Many of the close to 90 per cent of Canadians who subscribe to home internet plans will begin to see their monthly bills go up this month by, it appears, $2 to $9 a month.
It could be more and if you're on a locked-in plan you might not feel the impact right away. But you will feel it eventually.
Some of it will be just because costs the companies incur — wages, employment premiums, carbon taxes, etc. — have to be passed along to subscribers if companies are going to maintain or attain the profit levels they require.
Another factor, not insignificant, is that companies continue to pour billions of dollars into expanding and upgrading their networks to meet Canadians' voracious demand for high-speed, high-quality internet. According the Canadian Radio-television and Telecommunications Commission (CRTC), average monthly high-speed data use increased 30 per cent from 2016 to 2017.
Bell, according to a recent CBC report, is dealing with a 500 per cent increase in internet usage by its subscribers over the past five years. Internet, according to the CRTC report, is by far the fastest-growing communications vehicle in Canada — as it has been for many years.
So, in a way, it all makes sense: if you use more of something you'll wind up paying more for it, right?
Well, maybe not. Some people, like yours truly, consume data as if it was among the necessities of life. Others watch a couple of Netflix shows a month and send a few emails. There are plans designed for all levels of usage but it is and alway has been the high-volume users who drive the growth in the industry.
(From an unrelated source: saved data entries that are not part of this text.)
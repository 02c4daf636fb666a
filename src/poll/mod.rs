//! Periodic polling of remote resources.
//!
//! This module provides the [`Resource`] abstraction for anything that can be
//! fetched from a SMRT Link server, the [`Poller`] that drives one resource
//! on a fixed interval, and the [`ResourceSlot`] that holds the latest
//! snapshot and error for it.

mod scheduler;
mod slot;

pub use scheduler::{AlarmsResource, JobsResource, PollSettings, Poller, Resource, StatusResource};
pub use slot::{
    Completion, PollFailure, PollPhase, ResourceSlot, ResourceView, Snapshot, Ticket,
};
These increases will lead to another round of demands for governments and the CRTC — which appears to have reinvented itself as some form of consumer affairs bureau — to "do something" about these increases. Appeals will be made on behalf of those on fixed incomes and on the downside of life's advantages for mandated low-cost plans. It will be pointed out that schoolchildren now require internet access to do basic homework and the cost of those subscriptions should be covered by provincial welfare agencies.